Sie glaubte, darin einen versteckten Vorwurf zu hören, und atmete tief durch, ehe sie antwortete: „Es handelt sich um ein Joint Venture, ein Gemeinschaftsunternehmen.“
„Von wem haben Sie das Startkapital?“
Obwohl es wie eine beiläufige Frage klang, lag ihr eine scharfe Entgegnung auf der Zunge. Sie beherrschte sich jedoch und erklärte: „Das ist allein meine Sache, wie ich finde.“
„Wenn Tom Ihnen finanziell geholfen hätte, wäre es auch meine Sache“, wandte er ein.
„Da haben Sie recht“, gab sie ärgerlich zu und zögerte sekundenlang, ehe sie wahrheitsgemäß hinzufügte: „Das Startkapital konnte ich selbst aufbringen.“
Sollte er doch glauben, was er wollte. Wahrscheinlich würde er sowieso erfahren, dass Tom ihr nach der Geschäftseröffnung ein Darlehen gewährt hatte. Vielleicht hatte er sie in seinem Testament erwähnt und ihr sogar die Schulden erlassen. Und wenn nicht, werde ich Luc als dem Alleinerben den Betrag so schnell wie möglich zurückzahlen, dachte sie.
„Ist es lukrativ?“, erkundigte er sich kühl.
„Ja“, lautete ihre kurz angebundene Antwort, während sie das Lenkrad angespannt umklammerte und auf den unbefestigten Weg abbog, der in die mit Urwäldern bedeckten Berge in der Mitte der Insel führte.
Unbeeindruckt von dem holprigen Weg, dem Abgrund auf der einen Seite und dem Schwein, das nur langsam aufstand, um ihnen Platz zu machen, betrachtete Luc die Papayaplantage, an der sie vorbeifuhren.
„Hier in der Gegend holen wir uns die Zutaten für unsere Produkte“, erzählte sie. „Die Besitzer haben mir gegen ein Entgelt das Recht eingeräumt, dass ich drei Monate im Jahr auf ihrem Land ernten darf. Die Pflanzen haben dann Zeit, sich zu erholen, und das Beschneiden fördert offenbar ihr Wachstum.“
„Wie viele Mitarbeiter beschäftigen Sie dafür?“
„Das organisieren die Besitzer selbst.“
Sie hielt auf dem großen Parkplatz am Ende des Weges an. „Von hier aus hat man einen herrlichen Blick über die Insel“, sagte sie und stieg aus.
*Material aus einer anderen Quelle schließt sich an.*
use core::{fmt, iter::FusedIterator, mem, slice};

/// Front-to-back iterator over the two physical halves of a ring.
#[derive(Clone)]
pub struct Iter<'a, T> {
    i1: slice::Iter<'a, T>,
    i2: slice::Iter<'a, T>,
}

impl<'a, T> Iter<'a, T> {
    pub(super) fn new(i1: slice::Iter<'a, T>, i2: slice::Iter<'a, T>) -> Self {
        Self { i1, i2 }
    }
}

impl<T: fmt::Debug> fmt::Debug for Iter<'_, T> {
    fn fmt(&self, f: &mut fmt::Formatter<'_>) -> fmt::Result {
        f.debug_tuple("Iter")
            .field(&self.i1.as_slice())
            .field(&self.i2.as_slice())
            .finish()
    }
}

impl<'a, T> Iterator for Iter<'a, T> {
    type Item = &'a T;

    #[inline]
    fn next(&mut self) -> Option<&'a T> {
        match self.i1.next() {
            Some(val) => Some(val),
            None => {
                // most of the time, the iterator will either always
                // call next(), or always call next_back(). By swapping
                // the iterators once the first one is empty, we ensure
                // that the first branch is taken as often as possible.
                mem::swap(&mut self.i1, &mut self.i2);
                self.i1.next()
            }
        }
    }

    #[inline]
    fn size_hint(&self) -> (usize, Option<usize>) {
        let len = self.len();
        (len, Some(len))
    }

    fn fold<Acc, F>(self, accum: Acc, mut f: F) -> Acc
    where
        F: FnMut(Acc, Self::Item) -> Acc,
    {
        let accum = self.i1.fold(accum, &mut f);
        self.i2.fold(accum, &mut f)
    }

    #[inline]
    fn last(mut self) -> Option<&'a T> {
        self.next_back()
    }
}

impl<'a, T> DoubleEndedIterator for Iter<'a, T> {
    #[inline]
    fn next_back(&mut self) -> Option<&'a T> {
        match self.i2.next_back() {
            Some(val) => Some(val),
            None => {
                mem::swap(&mut self.i1, &mut self.i2);
                self.i2.next_back()
            }
        }
    }

    fn rfold<Acc, F>(self, accum: Acc, mut f: F) -> Acc
    where
        F: FnMut(Acc, Self::Item) -> Acc,
    {
        let accum = self.i2.rfold(accum, &mut f);
        self.i1.rfold(accum, &mut f)
    }
}

impl<T> ExactSizeIterator for Iter<'_, T> {
    #[inline]
    fn len(&self) -> usize {
        self.i1.len() + self.i2.len()
    }
}

impl<T> FusedIterator for Iter<'_, T> {}

/// Mutable front-to-back iterator over the two physical halves of a ring.
pub struct IterMut<'a, T> {
    i1: slice::IterMut<'a, T>,
    i2: slice::IterMut<'a, T>,
}

impl<'a, T> IterMut<'a, T> {
    pub(super) fn new(i1: slice::IterMut<'a, T>, i2: slice::IterMut<'a, T>) -> Self {
        Self { i1, i2 }
    }
}

impl<T: fmt::Debug> fmt::Debug for IterMut<'_, T> {
    fn fmt(&self, f: &mut fmt::Formatter<'_>) -> fmt::Result {
        f.debug_tuple("IterMut")
            .field(&self.i1.as_slice())
            .field(&self.i2.as_slice())
            .finish()
    }
}

impl<'a, T> Iterator for IterMut<'a, T> {
    type Item = &'a mut T;

    #[inline]
    fn next(&mut self) -> Option<&'a mut T> {
        match self.i1.next() {
            Some(val) => Some(val),
            None => {
                mem::swap(&mut self.i1, &mut self.i2);
                self.i1.next()
            }
        }
    }

    #[inline]
    fn size_hint(&self) -> (usize, Option<usize>) {
        let len = self.len();
        (len, Some(len))
    }

    fn fold<Acc, F>(self, accum: Acc, mut f: F) -> Acc
    where
        F: FnMut(Acc, Self::Item) -> Acc,
    {
        let accum = self.i1.fold(accum, &mut f);
        self.i2.fold(accum, &mut f)
    }

    #[inline]
    fn last(mut self) -> Option<&'a mut T> {
        self.next_back()
    }
}

impl<'a, T> DoubleEndedIterator for IterMut<'a, T> {
    #[inline]
    fn next_back(&mut self) -> Option<&'a mut T> {
        match self.i2.next_back() {
            Some(val) => Some(val),
            None => {
                mem::swap(&mut self.i1, &mut self.i2);
                self.i2.next_back()
            }
        }
    }

    fn rfold<Acc, F>(self, accum: Acc, mut f: F) -> Acc
    where
        F: FnMut(Acc, Self::Item) -> Acc,
    {
        let accum = self.i2.rfold(accum, &mut f);
        self.i1.rfold(accum, &mut f)
    }
}

impl<T> ExactSizeIterator for IterMut<'_, T> {
    #[inline]
    fn len(&self) -> usize {
        self.i1.len() + self.i2.len()
    }
}

impl<T> FusedIterator for IterMut<'_, T> {}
Er folgte ihr, und sie war sich wieder einmal seiner charismatischen Ausstrahlung allzu sehr bewusst. Die von der Sonne gebleichten Strähnen in seinem braunen Haar schimmerten golden. Vermutlich war seine leicht gebräunte Haut das Erbe seiner französischen Mutter.
Sein Blick wirkte wie immer kühl und unbeteiligt, doch Jo konnte sich durchaus vorstellen, dass es in bestimmten Situationen in seinen Augen sanft oder leidenschaftlich aufleuchtete.
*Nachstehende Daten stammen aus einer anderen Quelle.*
//! Go API extractor using tree-sitter.
//!
//! One compilation unit per package directory, named `<module>/<dir>`. The
//! module path comes from the `go.mod` at the working-copy root. Exported
//! names are those starting with an upper-case letter.

use std::collections::BTreeMap;
use std::fs;
use std::path::{Path, PathBuf};

use ignore::WalkBuilder;
use rayon::prelude::*;
use tracing::{debug, warn};
use tree_sitter::Node;

use super::versioned_namespace;
use super::helpers::{
    field_texts, find_child_by_type, get_node_text, is_exported, normalized_text, parse_tree,
};
use crate::error::{RelimpactError, Result};
use crate::pipeline::SymbolExtractor;
use crate::types::{signature_string, ApiUnit, Snapshot, TypeKind, TypeShape};

/// Directories never scanned for packages.
const SKIPPED_DIRS: &[&str] = &["vendor", "testdata"];

/// Extracts exported Go API from a module checkout.
#[derive(Debug, Clone, Default)]
pub struct GoExtractor;

impl GoExtractor {
    pub fn new() -> Self {
        Self
    }
}

impl SymbolExtractor for GoExtractor {
    fn extract(&self, dir: &Path) -> Result<Snapshot> {
        let module = read_module_path(dir)?;
        let packages = collect_package_dirs(dir);
        debug!(module = %module, packages = packages.len(), "Extracting Go API");

        let units: Vec<(String, Option<ApiUnit>)> = packages
            .par_iter()
            .map(|(rel, files)| {
                let path = if rel.is_empty() {
                    module.clone()
                } else {
                    format!("{}/{}", module, rel)
                };
                extract_package(files).map(|unit| (path, unit))
            })
            .collect::<Result<_>>()?;

        Ok(units
            .into_iter()
            .filter_map(|(path, unit)| match unit {
                Some(unit) => Some((path, unit)),
                None => {
                    warn!(package = %path, "Skipping package with unreadable or invalid sources");
                    None
                }
            })
            .collect())
    }

    fn cache_namespace(&self) -> String {
        versioned_namespace("go")
    }
}

/// Module path declared in `<dir>/go.mod`.
pub fn read_module_path(dir: &Path) -> Result<String> {
    let gomod = dir.join("go.mod");
    let content = fs::read_to_string(&gomod)
        .map_err(|e| RelimpactError::extraction(dir, format!("cannot read go.mod: {}", e)))?;

    content
        .lines()
        .map(str::trim)
        .find_map(|line| line.strip_prefix("module"))
        .filter(|rest| rest.starts_with(char::is_whitespace))
        .map(|rest| rest.trim().trim_matches('"').to_string())
        .filter(|module| !module.is_empty())
        .ok_or_else(|| RelimpactError::extraction(&gomod, "no module directive"))
}

/// Non-test `.go` files grouped by `/`-separated directory relative to `root`.
fn collect_package_dirs(root: &Path) -> BTreeMap<String, Vec<PathBuf>> {
    let mut packages: BTreeMap<String, Vec<PathBuf>> = BTreeMap::new();

    let walker = WalkBuilder::new(root)
        .standard_filters(false)
        .filter_entry(|entry| {
            if entry.depth() == 0 || !entry.file_type().is_some_and(|ft| ft.is_dir()) {
                return true;
            }
            let name = entry.file_name().to_string_lossy();
            !(name.starts_with('.')
                || name.starts_with('_')
                || SKIPPED_DIRS.contains(&&*name)
                || entry.path().join("go.mod").exists())
        })
        .build();

    for entry in walker.flatten() {
        if !entry.file_type().is_some_and(|ft| ft.is_file()) {
            continue;
        }
        let name = entry.file_name().to_string_lossy();
        if !name.ends_with(".go") || name.ends_with("_test.go") {
            continue;
        }
        let Some(parent) = entry.path().parent() else {
            continue;
        };
        let Ok(rel) = parent.strip_prefix(root) else {
            continue;
        };
        let key = rel
            .components()
            .map(|c| c.as_os_str().to_string_lossy().into_owned())
            .collect::<Vec<_>>()
            .join("/");
        packages.entry(key).or_default().push(entry.path().to_path_buf());
    }

    for files in packages.values_mut() {
        files.sort();
    }
    packages
}

/// Extract one package. `Ok(None)` means some file is unreadable, not
/// UTF-8, or has syntax errors.
fn extract_package(files: &[PathBuf]) -> Result<Option<ApiUnit>> {
    let mut unit = ApiUnit::new();
    let mut methods: Vec<(String, String)> = Vec::new();

    for file in files {
        let source = match fs::read_to_string(file) {
            Ok(source) => source,
            Err(err) => {
                debug!(file = %file.display(), error = %err, "Unreadable source file");
                return Ok(None);
            }
        };
        let tree = parse_tree(&tree_sitter_go::LANGUAGE.into(), &source, file)?;
        let root = tree.root_node();
        if root.has_error() {
            debug!(file = %file.display(), "Syntax error");
            return Ok(None);
        }
        extract_file(&root, &source, &mut unit, &mut methods);
    }

    // Receivers may be declared in a different file than their type.
    for (receiver, method) in methods {
        if let Some(shape) = unit.types.get_mut(&receiver) {
            shape.methods.insert(method);
        }
    }

    Ok(Some(unit))
}

fn extract_file(root: &Node, source: &str, unit: &mut ApiUnit, methods: &mut Vec<(String, String)>) {
    let mut cursor = root.walk();
    for child in root.children(&mut cursor) {
        match child.kind() {
            "function_declaration" => {
                if let Some(sig) = function_signature(&child, source) {
                    unit.functions.insert(sig);
                }
            }
            "method_declaration" => {
                if let Some(entry) = method_entry(&child, source) {
                    methods.push(entry);
                }
            }
            "type_declaration" => extract_types(&child, source, unit),
            "var_declaration" => {
                for decl in value_specs(&child, "var_spec", source) {
                    unit.variables.insert(decl);
                }
            }
            "const_declaration" => {
                for decl in value_specs(&child, "const_spec", source) {
                    unit.constants.insert(decl);
                }
            }
            _ => {}
        }
    }
}

fn function_signature(node: &Node, source: &str) -> Option<String> {
    let name = get_node_text(&node.child_by_field_name("name")?, source);
    if !is_exported(name) {
        return None;
    }
    Some(signature(name, node, source))
}

/// `Name(params) -> (results)` from a node with `parameters`/`result` fields.
fn signature(name: &str, node: &Node, source: &str) -> String {
    let params = node
        .child_by_field_name("parameters")
        .map(|list| parameter_types(&list, source))
        .unwrap_or_default();
    let results = match node.child_by_field_name("result") {
        Some(result) if result.kind() == "parameter_list" => parameter_types(&result, source),
        Some(result) => vec![normalized_text(&result, source)],
        None => Vec::new(),
    };
    signature_string(name, &params, &results)
}

/// One type per declared parameter: `a, b int` contributes `int` twice.
fn parameter_types(list: &Node, source: &str) -> Vec<String> {
    let mut types = Vec::new();
    let mut cursor = list.walk();
    for param in list.named_children(&mut cursor) {
        let Some(ty) = param.child_by_field_name("type") else {
            continue;
        };
        let ty = normalized_text(&ty, source);
        match param.kind() {
            "parameter_declaration" => {
                let names = field_texts(&param, "name", "identifier", source).len().max(1);
                types.extend(std::iter::repeat(ty).take(names));
            }
            "variadic_parameter_declaration" => types.push(format!("...{}", ty)),
            _ => {}
        }
    }
    types
}

/// `(receiver type, method signature)` for an exported method.
fn method_entry(node: &Node, source: &str) -> Option<(String, String)> {
    let name = get_node_text(&node.child_by_field_name("name")?, source);
    if !is_exported(name) {
        return None;
    }
    let receiver = node.child_by_field_name("receiver")?;
    let mut cursor = receiver.walk();
    let param = receiver
        .named_children(&mut cursor)
        .find(|n| n.kind() == "parameter_declaration")?;
    let receiver_type = base_type_name(&param.child_by_field_name("type")?, source)?;
    Some((receiver_type, signature(name, node, source)))
}

/// `*T`, `T[K]` and `*T[K]` all name `T`.
fn base_type_name(node: &Node, source: &str) -> Option<String> {
    match node.kind() {
        "type_identifier" => Some(get_node_text(node, source).to_string()),
        "pointer_type" | "generic_type" | "parenthesized_type" => {
            let inner = node
                .child_by_field_name("type")
                .or_else(|| node.named_child(0))?;
            base_type_name(&inner, source)
        }
        _ => None,
    }
}

fn extract_types(node: &Node, source: &str, unit: &mut ApiUnit) {
    let mut cursor = node.walk();
    for spec in node.named_children(&mut cursor) {
        let Some(name_node) = spec.child_by_field_name("name") else {
            continue;
        };
        let name = get_node_text(&name_node, source);
        if !is_exported(name) {
            continue;
        }
        let shape = match spec.kind() {
            "type_spec" => match spec.child_by_field_name("type") {
                Some(ty) => type_shape(&ty, source),
                None => continue,
            },
            "type_alias" => TypeShape::new(TypeKind::Other("alias".to_string())),
            _ => continue,
        };
        unit.types.insert(name.to_string(), shape);
    }
}

fn type_shape(ty: &Node, source: &str) -> TypeShape {
    match ty.kind() {
        "struct_type" => {
            let mut shape = TypeShape::new(TypeKind::Struct);
            if let Some(list) = find_child_by_type(ty, "field_declaration_list") {
                let mut cursor = list.walk();
                for field in list.named_children(&mut cursor) {
                    if field.kind() == "field_declaration" {
                        shape.fields.extend(struct_fields(&field, source));
                    }
                }
            }
            shape
        }
        "interface_type" => {
            let mut shape = TypeShape::new(TypeKind::Interface);
            let mut cursor = ty.walk();
            for elem in ty.named_children(&mut cursor) {
                if !matches!(elem.kind(), "method_elem" | "method_spec") {
                    continue;
                }
                if let Some(name) = elem.child_by_field_name("name") {
                    let name = get_node_text(&name, source);
                    if is_exported(name) {
                        shape.methods.insert(signature(name, &elem, source));
                    }
                }
            }
            shape
        }
        other => TypeShape::new(TypeKind::Other(other.trim_end_matches("_type").to_string())),
    }
}

/// Exported `"Name Type"` entries of one field declaration.
fn struct_fields(field: &Node, source: &str) -> Vec<String> {
    let Some(ty) = field.child_by_field_name("type") else {
        return Vec::new();
    };
    let ty_text = normalized_text(&ty, source);
    let names = field_texts(field, "name", "field_identifier", source);

    if names.is_empty() {
        // Embedded field: named after its type.
        let embedded = ty_text
            .rsplit('.')
            .next()
            .unwrap_or(ty_text.as_str())
            .split('[')
            .next()
            .unwrap_or_default()
            .trim_start_matches('*')
            .to_string();
        if is_exported(&embedded) {
            return vec![get_node_text(field, source)
                .split_whitespace()
                .next()
                .unwrap_or_default()
                .to_string()];
        }
        return Vec::new();
    }

    names
        .into_iter()
        .filter(|name| is_exported(name))
        .map(|name| format!("{} {}", name, ty_text))
        .collect()
}

/// `"Name Type"` (or bare `"Name"` when untyped) for each exported spec name.
fn value_specs(decl: &Node, spec_kind: &str, source: &str) -> Vec<String> {
    let mut out = Vec::new();
    let mut cursor = decl.walk();
    for child in decl.named_children(&mut cursor) {
        if child.kind() == spec_kind {
            let ty = child
                .child_by_field_name("type")
                .map(|t| normalized_text(&t, source));
            for name in field_texts(&child, "name", "identifier", source) {
                if !is_exported(&name) {
                    continue;
                }
                out.push(match &ty {
                    Some(ty) => format!("{} {}", name, ty),
                    None => name,
                });
            }
        } else if child.kind().ends_with("_list") {
            // grouped `var ( ... )` form
            out.extend(value_specs(&child, spec_kind, source));
        }
    }
    out
}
Sie erbebte insgeheim und verdrängte den Gedanken rasch wieder. Obwohl sie ihn erst kurze Zeit kannte, war sie sich ziemlich sicher, dass er zu solchen Regungen nur ganz selten fähig war.
Doch eigentlich konnte sie sich noch gar kein Urteil über ihn erlauben, außerdem war sie gut aussehenden Männern gegenüber sowieso voreingenommen.
Sie nahm sich zusammen und konzentrierte sich darauf, ihm die Sehenswürdigkeiten zu zeigen.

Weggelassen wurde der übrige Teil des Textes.